Richard Temple-Nugent-Brydges-Chandos-Grenville, 1st Duke of Buckingham and Chandos (20 March 1776 – 17 January 1839), styled Earl Temple from 1784 to 1813 and known as the Marquess of Buckingham from 1813 to 1822, was a British landowner and politician.

==Background==
Born Richard Temple-Nugent-Grenville, he was the eldest son of George Nugent-Temple-Grenville, 1st Marquess of Buckingham, son of George Grenville, Prime Minister of Great Britain. His mother was Lady Mary Nugent, daughter of Robert Nugent, 1st Earl Nugent. Thomas Grenville and Lord Grenville were his uncles.

He was educated at Brasenose College, Oxford, where he matriculated in 1791.

==Political career==
Earl Temple, as he was known in his father's lifetime, was elected Member of Parliament for Buckinghamshire in 1797.

When the Napoleonic Wars resumed in 1803 his father as Lord Lieutenant of Buckinghamshire commissioned him as colonel of the Royal Buckinghamshire Militia (King's Own), a position that he held for the rest of his life.

In 1804, Temple opposed a bill put forth by William Wilberforce to abolish Britain's involvement in the Atlantic slave trade, claiming it would harm white plantation owners in the British West Indies. In 1806, he was made a Privy Counsellor and appointed Vice-President of the Board of Trade and Joint Paymaster of the Forces in the Ministry of All the Talents headed by his uncle, Lord Grenville. He retained these posts until the fall of the Grenville administration in 1807. He left the House of Commons in 1813 when he succeeded his father in the marquessate.
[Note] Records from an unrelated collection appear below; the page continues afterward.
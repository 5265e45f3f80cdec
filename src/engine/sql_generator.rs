//! SQL Generator
//!
//! Builds the DDL/DML statements behind the admin endpoints. Identifiers and
//! literals that cannot be bound as parameters go through the quoting helpers
//! here; everything else is left to the driver's parameter binding.

use serde::{Deserialize, Serialize};

use crate::engine::error::{EngineError, EngineResult};

/// Quotes an identifier, doubling embedded double quotes.
pub fn quote_ident(name: &str) -> String {
    format!("\"{}\"", name.replace('"', "\"\""))
}

/// Quotes `schema.name`, or just `name` when no schema is given.
pub fn quote_qualified(schema: Option<&str>, name: &str) -> String {
    match schema.filter(|s| !s.is_empty()) {
        Some(schema) => format!("{}.{}", quote_ident(schema), quote_ident(name)),
        None => quote_ident(name),
    }
}

/// Quotes a string literal. Backslashes switch to the `E''` form so the
/// result is the same under either `standard_conforming_strings` setting.
pub fn quote_literal(value: &str) -> String {
    let escaped = value.replace('\'', "''");
    if value.contains('\\') {
        format!("E'{}'", escaped.replace('\\', "\\\\"))
    } else {
        format!("'{}'", escaped)
    }
}

fn require_ident<'a>(what: &str, name: &'a str) -> EngineResult<&'a str> {
    if name.trim().is_empty() {
        return Err(EngineError::validation(format!("{what} must not be empty")));
    }
    if name.contains('\0') {
        return Err(EngineError::validation(format!("{what} contains a NUL byte")));
    }
    Ok(name)
}

fn cascade_clause(cascade: bool) -> &'static str {
    if cascade {
        "CASCADE"
    } else {
        "RESTRICT"
    }
}

pub fn drop_table(schema: Option<&str>, table: &str, cascade: bool) -> EngineResult<String> {
    let table = require_ident("Table name", table)?;
    Ok(format!(
        "DROP TABLE {} {}",
        quote_qualified(schema, table),
        cascade_clause(cascade)
    ))
}

/// Deletes one row by its physical location. The `ctid` is bound as `$1`.
pub fn delete_row(schema: Option<&str>, table: &str) -> EngineResult<String> {
    let table = require_ident("Table name", table)?;
    Ok(format!(
        "DELETE FROM {} WHERE ctid = $1::tid",
        quote_qualified(schema, table)
    ))
}

/// Index access methods shipped with PostgreSQL
#[derive(Debug, Clone, Copy, PartialEq, Eq, Default, Serialize, Deserialize)]
#[serde(rename_all = "lowercase")]
pub enum IndexMethod {
    #[default]
    Btree,
    Hash,
    Gist,
    Spgist,
    Gin,
    Brin,
}

impl IndexMethod {
    pub fn as_sql(&self) -> &'static str {
        match self {
            Self::Btree => "btree",
            Self::Hash => "hash",
            Self::Gist => "gist",
            Self::Spgist => "spgist",
            Self::Gin => "gin",
            Self::Brin => "brin",
        }
    }
}

#[derive(Debug, Clone, Default, Serialize, Deserialize)]
#[serde(rename_all = "camelCase")]
pub struct IndexDefinition {
    pub index_name: String,
    #[serde(default)]
    pub schema: Option<String>,
    pub table_name: String,
    pub columns: Vec<String>,
    #[serde(default)]
    pub unique: bool,
    #[serde(default)]
    pub method: IndexMethod,
    #[serde(default)]
    pub concurrently: bool,
}

pub fn create_index(def: &IndexDefinition) -> EngineResult<String> {
    let index = require_ident("Index name", &def.index_name)?;
    let table = require_ident("Table name", &def.table_name)?;
    if def.columns.is_empty() {
        return Err(EngineError::validation("An index needs at least one column"));
    }
    let columns = def
        .columns
        .iter()
        .map(|c| require_ident("Column name", c).map(quote_ident))
        .collect::<EngineResult<Vec<_>>>()?;

    let mut sql = String::from("CREATE ");
    if def.unique {
        sql.push_str("UNIQUE ");
    }
    sql.push_str("INDEX ");
    if def.concurrently {
        sql.push_str("CONCURRENTLY ");
    }
    sql.push_str(&format!(
        "{} ON {} USING {} ({})",
        quote_ident(index),
        quote_qualified(def.schema.as_deref(), table),
        def.method.as_sql(),
        columns.join(", ")
    ));
    Ok(sql)
}

pub fn drop_index(
    schema: Option<&str>,
    index: &str,
    cascade: bool,
    concurrently: bool,
) -> EngineResult<String> {
    let index = require_ident("Index name", index)?;
    let concurrently = if concurrently { "CONCURRENTLY " } else { "" };
    Ok(format!(
        "DROP INDEX {}{} {}",
        concurrently,
        quote_qualified(schema, index),
        cascade_clause(cascade)
    ))
}

/// Attributes for `CREATE ROLE`. Unset flags keep the server defaults.
#[derive(Debug, Clone, Default, Serialize, Deserialize)]
#[serde(rename_all = "camelCase")]
pub struct RoleDefinition {
    pub role_name: String,
    #[serde(default)]
    pub login: Option<bool>,
    #[serde(default)]
    pub superuser: Option<bool>,
    #[serde(default)]
    pub create_db: Option<bool>,
    #[serde(default)]
    pub create_role: Option<bool>,
    #[serde(default)]
    pub inherit: Option<bool>,
    #[serde(default)]
    pub replication: Option<bool>,
    #[serde(default, skip_serializing)]
    pub password: Option<String>,
    #[serde(default)]
    pub connection_limit: Option<i32>,
    #[serde(default)]
    pub valid_until: Option<String>,
}

pub fn create_role(def: &RoleDefinition) -> EngineResult<String> {
    let role = require_ident("Role name", &def.role_name)?;
    let flags = [
        (def.superuser, "SUPERUSER"),
        (def.create_db, "CREATEDB"),
        (def.create_role, "CREATEROLE"),
        (def.inherit, "INHERIT"),
        (def.login, "LOGIN"),
        (def.replication, "REPLICATION"),
    ];

    let mut options: Vec<String> = flags
        .iter()
        .filter_map(|(value, keyword)| {
            value.map(|on| {
                if on {
                    keyword.to_string()
                } else {
                    format!("NO{keyword}")
                }
            })
        })
        .collect();

    if let Some(limit) = def.connection_limit {
        options.push(format!("CONNECTION LIMIT {limit}"));
    }
    if let Some(password) = &def.password {
        options.push(format!("PASSWORD {}", quote_literal(password)));
    }
    if let Some(valid_until) = def.valid_until.as_deref().filter(|v| !v.is_empty()) {
        options.push(format!("VALID UNTIL {}", quote_literal(valid_until)));
    }

    let mut sql = format!("CREATE ROLE {}", quote_ident(role));
    if !options.is_empty() {
        sql.push_str(" WITH ");
        sql.push_str(&options.join(" "));
    }
    Ok(sql)
}

pub fn drop_role(role: &str, if_exists: bool) -> EngineResult<String> {
    let role = require_ident("Role name", role)?;
    let if_exists = if if_exists { "IF EXISTS " } else { "" };
    Ok(format!("DROP ROLE {}{}", if_exists, quote_ident(role)))
}

pub fn reassign_owned(old_role: &str, new_role: &str) -> EngineResult<String> {
    let old_role = require_ident("Old role", old_role)?;
    let new_role = require_ident("New role", new_role)?;
    Ok(format!(
        "REASSIGN OWNED BY {} TO {}",
        quote_ident(old_role),
        quote_ident(new_role)
    ))
}

pub fn drop_owned(role: &str, cascade: bool) -> EngineResult<String> {
    let role = require_ident("Role name", role)?;
    Ok(format!(
        "DROP OWNED BY {} {}",
        quote_ident(role),
        cascade_clause(cascade)
    ))
}

#[cfg(test)]
mod tests {
    use super::*;
    use crate::engine::error::ErrorKind;

    #[test]
    fn test_quote_ident() {
        assert_eq!(quote_ident("users"), "\"users\"");
        assert_eq!(quote_ident("we\"ird"), "\"we\"\"ird\"");
        assert_eq!(quote_qualified(Some("public"), "users"), "\"public\".\"users\"");
        assert_eq!(quote_qualified(Some(""), "users"), "\"users\"");
        assert_eq!(quote_qualified(None, "users"), "\"users\"");
    }

    #[test]
    fn test_quote_literal() {
        assert_eq!(quote_literal("plain"), "'plain'");
        assert_eq!(quote_literal("it's"), "'it''s'");
        assert_eq!(quote_literal("back\\slash"), "E'back\\\\slash'");
    }

    #[test]
    fn test_drop_table() {
        assert_eq!(
            drop_table(Some("public"), "orders", true).unwrap(),
            "DROP TABLE \"public\".\"orders\" CASCADE"
        );
        assert_eq!(
            drop_table(None, "orders; DROP TABLE x", false).unwrap(),
            "DROP TABLE \"orders; DROP TABLE x\" RESTRICT"
        );
        let err = drop_table(None, "  ", false).unwrap_err();
        assert_eq!(err.kind(), ErrorKind::ValidationError);
    }

    #[test]
    fn test_delete_row_binds_ctid() {
        assert_eq!(
            delete_row(Some("app"), "items").unwrap(),
            "DELETE FROM \"app\".\"items\" WHERE ctid = $1::tid"
        );
    }

    #[test]
    fn test_table_name_is_one_raw_identifier() {
        // Schema and table travel separately; a pre-quoted or dotted name is
        // taken literally rather than re-parsed.
        assert_eq!(
            delete_row(Some("app"), "\"items\"").unwrap(),
            "DELETE FROM \"app\".\"\"\"items\"\"\" WHERE ctid = $1::tid"
        );
        assert_eq!(
            drop_table(None, "app.items", false).unwrap(),
            "DROP TABLE \"app.items\" RESTRICT"
        );
    }

    #[test]
    fn test_create_index() {
        let def = IndexDefinition {
            index_name: "idx_orders_customer".into(),
            schema: Some("public".into()),
            table_name: "orders".into(),
            columns: vec!["customer_id".into(), "created_at".into()],
            unique: true,
            method: IndexMethod::Btree,
            concurrently: true,
        };
        assert_eq!(
            create_index(&def).unwrap(),
            "CREATE UNIQUE INDEX CONCURRENTLY \"idx_orders_customer\" ON \"public\".\"orders\" \
             USING btree (\"customer_id\", \"created_at\")"
        );

        let empty = IndexDefinition {
            columns: vec![],
            ..def
        };
        assert!(create_index(&empty).is_err());
    }

    #[test]
    fn test_index_method_rejects_unknown() {
        let parsed: Result<IndexMethod, _> = serde_json::from_str("\"gin\"");
        assert_eq!(parsed.unwrap(), IndexMethod::Gin);
        let parsed: Result<IndexMethod, _> = serde_json::from_str("\"btree; DROP\"");
        assert!(parsed.is_err());
    }

    #[test]
    fn test_drop_index() {
        assert_eq!(
            drop_index(Some("public"), "idx", false, true).unwrap(),
            "DROP INDEX CONCURRENTLY \"public\".\"idx\" RESTRICT"
        );
    }

    #[test]
    fn test_create_role() {
        let def = RoleDefinition {
            role_name: "reporter".into(),
            login: Some(true),
            superuser: Some(false),
            password: Some("s3cr'et".into()),
            connection_limit: Some(5),
            ..Default::default()
        };
        assert_eq!(
            create_role(&def).unwrap(),
            "CREATE ROLE \"reporter\" WITH NOSUPERUSER LOGIN CONNECTION LIMIT 5 PASSWORD 's3cr''et'"
        );

        let bare = RoleDefinition {
            role_name: "plain".into(),
            ..Default::default()
        };
        assert_eq!(create_role(&bare).unwrap(), "CREATE ROLE \"plain\"");
    }

    #[test]
    fn test_role_statements() {
        assert_eq!(drop_role("old", true).unwrap(), "DROP ROLE IF EXISTS \"old\"");
        assert_eq!(
            reassign_owned("old", "new").unwrap(),
            "REASSIGN OWNED BY \"old\" TO \"new\""
        );
        assert_eq!(drop_owned("old", false).unwrap(), "DROP OWNED BY \"old\" RESTRICT");
        assert!(reassign_owned("", "new").is_err());
    }
}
In 1808 and again in 1810 Temple volunteered the Royal Bucks to serve in the Peninsular War, but the government did not accept these offers. However, in 1813 the English Militia were invited to exchange with Irish Militia regiments on a voluntary basis, and the Royal Bucks did so, serving in Ireland from June 1813. Later in the year, with the war reaching a climax, the government invited the militia to volunteer for limited overseas service, primarily for garrison duties in Europe. Volunteers from the Royal Bucks formed the bulk of the 1st Provisional Battalion, which the Marquess of Buckingham commanded. With two other provisional battalions it formed a Militia Brigade that embarked from Portsmouth Harbour on 10–14 March 1814 and sailed to join the Earl of Dalhousie's division that had occupied Bordeaux just as the war was ending. The brigade did not form part of the Army of Occupation after the abdication of Napoleon and returned to England in June. On leaving France at the end of the deployment, Buckingham and the officers of the Royal Bucks were decorated with the Order of the Fleur de Lys by the restored King Louis XVIII of France.

After Napoleon's final defeat at Waterloo the militia were disembodied and rarely came together for training in the following decades. When the Royal Bucks did train it was usually at the Marquess's park at Stowe House.

In 1820, he was appointed a Knight of the Garter. In 1822, he was further honoured when he was made Earl Temple of Stowe, with remainder to his granddaughter Anne Eliza Mary, and Marquess of Chandos and Duke of Buckingham and Chandos, with normal remainder to heirs male. He returned to ministerial office in July 1830 when he was made Lord Steward of the Household, but only held the post for a short while. Apart from his political career, he was also Lord-Lieutenant of Buckinghamshire from 1813 to 1839.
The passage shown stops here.